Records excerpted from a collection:
══════════════════════════════
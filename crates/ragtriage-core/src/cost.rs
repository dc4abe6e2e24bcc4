//! Cost ledger, budgets and budget alerts.
//!
//! Every paid call (judge calls during triage, LLM calls made by the upstream
//! evaluation run) is appended to the ledger. Amounts are accumulated as
//! integer nano-dollars so totals do not depend on the order concurrent
//! workers append in.

use crate::config::BudgetConfig;
use crate::error::{Result, TriageError};
use chrono::{DateTime, Utc};
use parking_lot::Mutex;
use serde::{Deserialize, Serialize};
use std::collections::{BTreeMap, HashSet};
use tracing::{info, warn};

const NANODOLLARS_PER_USD: f64 = 1_000_000_000.0;

/// Key used for ledger entries that carry no metric id.
pub const UNATTRIBUTED_METRIC: &str = "unattributed";

fn to_nanos(usd: f64) -> u64 {
    if !usd.is_finite() || usd < 0.0 {
        warn!(amount = usd, "Ignoring invalid cost amount");
        return 0;
    }
    (usd * NANODOLLARS_PER_USD).round() as u64
}

fn to_usd(nanos: u64) -> f64 {
    nanos as f64 / NANODOLLARS_PER_USD
}

// ============================================================================
// LEDGER ENTRIES
// ============================================================================

#[derive(Debug, Clone, Copy, Serialize, Deserialize, PartialEq, Eq, Hash, Default)]
#[serde(rename_all = "snake_case")]
pub enum CostPurpose {
    #[default]
    Evaluation,
    Diagnosis,
}

#[derive(Debug, Clone, Serialize, Deserialize, PartialEq)]
#[serde(rename_all = "camelCase")]
pub struct CostEntry {
    pub provider: String,
    pub model: String,
    #[serde(default)]
    pub metric_id: Option<String>,
    /// USD.
    pub amount: f64,
    pub timestamp: DateTime<Utc>,
    #[serde(default)]
    pub purpose: CostPurpose,
    #[serde(default)]
    pub evaluation_id: Option<String>,
}

impl CostEntry {
    pub fn new(provider: impl Into<String>, model: impl Into<String>, amount: f64) -> Self {
        Self {
            provider: provider.into(),
            model: model.into(),
            metric_id: None,
            amount,
            timestamp: Utc::now(),
            purpose: CostPurpose::Evaluation,
            evaluation_id: None,
        }
    }

    pub fn with_metric(mut self, metric_id: impl Into<String>) -> Self {
        self.metric_id = Some(metric_id.into());
        self
    }

    pub fn for_evaluation(mut self, evaluation_id: impl Into<String>) -> Self {
        self.evaluation_id = Some(evaluation_id.into());
        self
    }

    pub fn for_diagnosis(mut self, evaluation_id: impl Into<String>) -> Self {
        self.purpose = CostPurpose::Diagnosis;
        self.evaluation_id = Some(evaluation_id.into());
        self
    }
}

// ============================================================================
// BUDGETS & ALERTS
// ============================================================================

#[derive(Debug, Clone, Copy, Serialize, Deserialize, PartialEq, Eq, Default)]
#[serde(rename_all = "snake_case")]
pub enum BudgetPeriod {
    Daily,
    Weekly,
    #[default]
    Monthly,
    Total,
}

#[derive(Debug, Clone, Serialize, Deserialize, PartialEq)]
#[serde(rename_all = "camelCase")]
pub struct Budget {
    pub id: String,
    pub limit: f64,
    #[serde(default)]
    pub current_usage: f64,
    #[serde(default)]
    pub period: BudgetPeriod,
    /// Percentages, kept sorted ascending.
    #[serde(default)]
    pub alert_thresholds: Vec<f64>,
    #[serde(default)]
    pub is_hard_limit: bool,
    #[serde(default)]
    pub provider: Option<String>,
}

impl Budget {
    pub fn new(id: impl Into<String>, limit: f64) -> Self {
        Self {
            id: id.into(),
            limit,
            current_usage: 0.0,
            period: BudgetPeriod::default(),
            alert_thresholds: Vec::new(),
            is_hard_limit: false,
            provider: None,
        }
    }

    pub fn with_thresholds(mut self, thresholds: &[f64]) -> Self {
        self.alert_thresholds = thresholds.to_vec();
        self.alert_thresholds.sort_by(|a, b| a.total_cmp(b));
        self.alert_thresholds.dedup();
        self
    }

    pub fn hard_limit(mut self) -> Self {
        self.is_hard_limit = true;
        self
    }

    pub fn percentage_used(&self) -> f64 {
        if self.limit <= 0.0 {
            return if self.current_usage > 0.0 { 100.0 } else { 0.0 };
        }
        self.current_usage / self.limit * 100.0
    }

    pub fn is_blocking(&self) -> bool {
        self.is_hard_limit && self.percentage_used() >= 100.0
    }

    fn counts(&self, entry: &CostEntry) -> bool {
        self.provider
            .as_deref()
            .map_or(true, |p| p.eq_ignore_ascii_case(&entry.provider))
    }
}

impl From<&BudgetConfig> for Budget {
    fn from(cfg: &BudgetConfig) -> Self {
        let mut budget = Budget::new(cfg.id.clone(), cfg.limit).with_thresholds(&cfg.alert_thresholds);
        budget.current_usage = cfg.current_usage;
        budget.period = cfg.period;
        budget.is_hard_limit = cfg.is_hard_limit;
        budget.provider = cfg.provider.clone();
        budget
    }
}

/// Budget plus the values derived from it.
#[derive(Debug, Clone, Serialize, Deserialize, PartialEq)]
#[serde(rename_all = "camelCase")]
pub struct BudgetStatus {
    #[serde(flatten)]
    pub budget: Budget,
    pub percentage_used: f64,
    pub blocked: bool,
}

#[derive(Debug, Clone, Copy, Serialize, Deserialize, PartialEq, Eq, PartialOrd, Ord)]
#[serde(rename_all = "lowercase")]
pub enum AlertSeverity {
    Info,
    Warning,
    Critical,
}

impl AlertSeverity {
    /// info below 80 %, warning from 80 % up to 95 %, critical from 95 %.
    pub fn for_threshold(threshold: f64) -> Self {
        if threshold >= 95.0 {
            AlertSeverity::Critical
        } else if threshold >= 80.0 {
            AlertSeverity::Warning
        } else {
            AlertSeverity::Info
        }
    }
}

#[derive(Debug, Clone, Serialize, Deserialize, PartialEq)]
#[serde(rename_all = "camelCase")]
pub struct CostAlert {
    pub budget_id: String,
    pub threshold: f64,
    pub severity: AlertSeverity,
    pub message: String,
    pub is_acknowledged: bool,
    pub created_at: DateTime<Utc>,
}

/// Outcome of one budget evaluation pass.
#[derive(Debug, Clone, Default, Serialize, Deserialize, PartialEq)]
#[serde(rename_all = "camelCase")]
pub struct BudgetEvaluation {
    /// Alerts fired by this pass only.
    pub new_alerts: Vec<CostAlert>,
    /// Hard-limit budgets at or above 100 %.
    pub blocked_budgets: Vec<String>,
}

impl BudgetEvaluation {
    pub fn blocks_new_runs(&self) -> bool {
        !self.blocked_budgets.is_empty()
    }
}

// ============================================================================
// SUMMARY
// ============================================================================

#[derive(Debug, Clone, Serialize, Deserialize, PartialEq)]
#[serde(rename_all = "camelCase")]
pub struct CostShare {
    pub key: String,
    pub cost: f64,
    pub percentage_of_total: f64,
}

#[derive(Debug, Clone, Default, Serialize, Deserialize, PartialEq)]
#[serde(rename_all = "camelCase")]
pub struct CostSummary {
    pub total_cost: f64,
    pub entry_count: usize,
    pub by_provider_model: Vec<CostShare>,
    pub by_metric: Vec<CostShare>,
}

fn shares(grouped: BTreeMap<String, u64>, total_nanos: u64) -> Vec<CostShare> {
    let mut items: Vec<(String, u64)> = grouped.into_iter().collect();
    items.sort_by(|a, b| b.1.cmp(&a.1).then_with(|| a.0.cmp(&b.0)));
    items
        .into_iter()
        .map(|(key, nanos)| CostShare {
            key,
            cost: to_usd(nanos),
            percentage_of_total: if total_nanos == 0 {
                0.0
            } else {
                nanos as f64 / total_nanos as f64 * 100.0
            },
        })
        .collect()
}

// ============================================================================
// ACCOUNTANT
// ============================================================================

struct BudgetState {
    budget: Budget,
    usage_nanos: u64,
}

impl BudgetState {
    fn snapshot(&self) -> Budget {
        let mut budget = self.budget.clone();
        budget.current_usage = to_usd(self.usage_nanos);
        budget
    }
}

#[derive(Default)]
struct Ledger {
    entries: Vec<(CostEntry, u64)>,
    total_nanos: u64,
    budgets: Vec<BudgetState>,
    alerts: Vec<CostAlert>,
    fired: HashSet<(String, u64)>,
}

/// Append-only cost ledger with budget tracking.
///
/// Shared between triage workers behind an `Arc`; every method takes `&self`.
#[derive(Default)]
pub struct CostAccountant {
    inner: Mutex<Ledger>,
}

impl CostAccountant {
    pub fn new() -> Self {
        Self::default()
    }

    pub fn with_budgets(budgets: impl IntoIterator<Item = Budget>) -> Self {
        let accountant = Self::new();
        for budget in budgets {
            accountant.add_budget(budget);
        }
        accountant
    }

    /// Register a budget, replacing any budget with the same id.
    pub fn add_budget(&self, budget: Budget) {
        let thresholds = budget.alert_thresholds.clone();
        let mut budget = budget.with_thresholds(&thresholds);
        let usage_nanos = to_nanos(budget.current_usage);
        budget.current_usage = 0.0;

        let mut ledger = self.inner.lock();
        ledger.budgets.retain(|b| b.budget.id != budget.id);
        ledger.fired.retain(|(id, _)| id != &budget.id);
        ledger.budgets.push(BudgetState {
            budget,
            usage_nanos,
        });
    }

    /// Append a paid call to the ledger and charge matching budgets.
    pub fn record(&self, entry: CostEntry) {
        let nanos = to_nanos(entry.amount);
        let mut ledger = self.inner.lock();
        for state in ledger.budgets.iter_mut() {
            if state.budget.counts(&entry) {
                state.usage_nanos = state.usage_nanos.saturating_add(nanos);
            }
        }
        ledger.total_nanos = ledger.total_nanos.saturating_add(nanos);
        ledger.entries.push((entry, nanos));
    }

    pub fn entries(&self) -> Vec<CostEntry> {
        self.inner
            .lock()
            .entries
            .iter()
            .map(|(e, _)| e.clone())
            .collect()
    }

    pub fn total_cost(&self) -> f64 {
        to_usd(self.inner.lock().total_nanos)
    }

    /// Sum of diagnosis spend attributed to one evaluation.
    pub fn diagnosis_cost(&self, evaluation_id: &str) -> f64 {
        let ledger = self.inner.lock();
        let nanos: u64 = ledger
            .entries
            .iter()
            .filter(|(e, _)| {
                e.purpose == CostPurpose::Diagnosis
                    && e.evaluation_id.as_deref() == Some(evaluation_id)
            })
            .map(|(_, m)| *m)
            .sum();
        to_usd(nanos)
    }

    pub fn summary(&self) -> CostSummary {
        let ledger = self.inner.lock();
        let mut by_provider_model: BTreeMap<String, u64> = BTreeMap::new();
        let mut by_metric: BTreeMap<String, u64> = BTreeMap::new();
        for (entry, nanos) in &ledger.entries {
            *by_provider_model
                .entry(format!("{}/{}", entry.provider, entry.model))
                .or_default() += nanos;
            *by_metric
                .entry(
                    entry
                        .metric_id
                        .clone()
                        .unwrap_or_else(|| UNATTRIBUTED_METRIC.to_string()),
                )
                .or_default() += nanos;
        }
        CostSummary {
            total_cost: to_usd(ledger.total_nanos),
            entry_count: ledger.entries.len(),
            by_provider_model: shares(by_provider_model, ledger.total_nanos),
            by_metric: shares(by_metric, ledger.total_nanos),
        }
    }

    pub fn budgets(&self) -> Vec<BudgetStatus> {
        self.inner
            .lock()
            .budgets
            .iter()
            .map(|state| {
                let budget = state.snapshot();
                BudgetStatus {
                    percentage_used: budget.percentage_used(),
                    blocked: budget.is_blocking(),
                    budget,
                }
            })
            .collect()
    }

    /// Fire one alert per newly crossed threshold and report blocked budgets.
    pub fn evaluate_budgets(&self) -> BudgetEvaluation {
        let mut ledger = self.inner.lock();
        let Ledger {
            budgets,
            alerts,
            fired,
            ..
        } = &mut *ledger;

        let mut evaluation = BudgetEvaluation::default();
        for state in budgets.iter() {
            let budget = state.snapshot();
            let pct = budget.percentage_used();
            for &threshold in &budget.alert_thresholds {
                if pct < threshold {
                    break;
                }
                if !fired.insert((budget.id.clone(), threshold.to_bits())) {
                    continue;
                }
                let severity = AlertSeverity::for_threshold(threshold);
                let alert = CostAlert {
                    budget_id: budget.id.clone(),
                    threshold,
                    severity,
                    message: format!(
                        "Budget {} crossed {threshold}% ({pct:.1}% of {:.2} USD used)",
                        budget.id, budget.limit
                    ),
                    is_acknowledged: false,
                    created_at: Utc::now(),
                };
                info!(budget = %budget.id, threshold, ?severity, "Budget alert fired");
                alerts.push(alert.clone());
                evaluation.new_alerts.push(alert);
            }
            if budget.is_blocking() {
                warn!(budget = %budget.id, pct, "Hard budget limit reached");
                evaluation.blocked_budgets.push(budget.id.clone());
            }
        }
        evaluation
    }

    /// Advisory gate for starting a new evaluation run.
    pub fn ensure_can_start(&self) -> Result<()> {
        let ledger = self.inner.lock();
        for state in &ledger.budgets {
            let budget = state.snapshot();
            if budget.is_blocking() {
                return Err(TriageError::BudgetExceeded {
                    budget_id: budget.id.clone(),
                    percentage_used: budget.percentage_used(),
                });
            }
        }
        Ok(())
    }

    pub fn alerts(&self) -> Vec<CostAlert> {
        self.inner.lock().alerts.clone()
    }

    /// Returns false when no matching alert exists.
    pub fn acknowledge_alert(&self, budget_id: &str, threshold: f64) -> bool {
        let mut ledger = self.inner.lock();
        let mut found = false;
        for alert in ledger
            .alerts
            .iter_mut()
            .filter(|a| a.budget_id == budget_id && a.threshold == threshold)
        {
            alert.is_acknowledged = true;
            found = true;
        }
        found
    }

    /// Start a new period: usage back to zero, thresholds may fire again.
    pub fn reset_budget(&self, budget_id: &str) -> bool {
        let mut ledger = self.inner.lock();
        let Some(state) = ledger.budgets.iter_mut().find(|b| b.budget.id == budget_id) else {
            return false;
        };
        state.usage_nanos = 0;
        ledger.fired.retain(|(id, _)| id != budget_id);
        info!(budget = %budget_id, "Budget period reset");
        true
    }
}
══════════════════════════════
• [Task requirements]: From the entries above, list each line with "shares" in it.

• [Written solution]:
fn shares(grouped: BTreeMap<String, u64>, total_nanos: u64) -> Vec<CostShare> {
            by_provider_model: shares(by_provider_model, ledger.total_nanos),
            by_metric: shares(by_metric, ledger.total_nanos),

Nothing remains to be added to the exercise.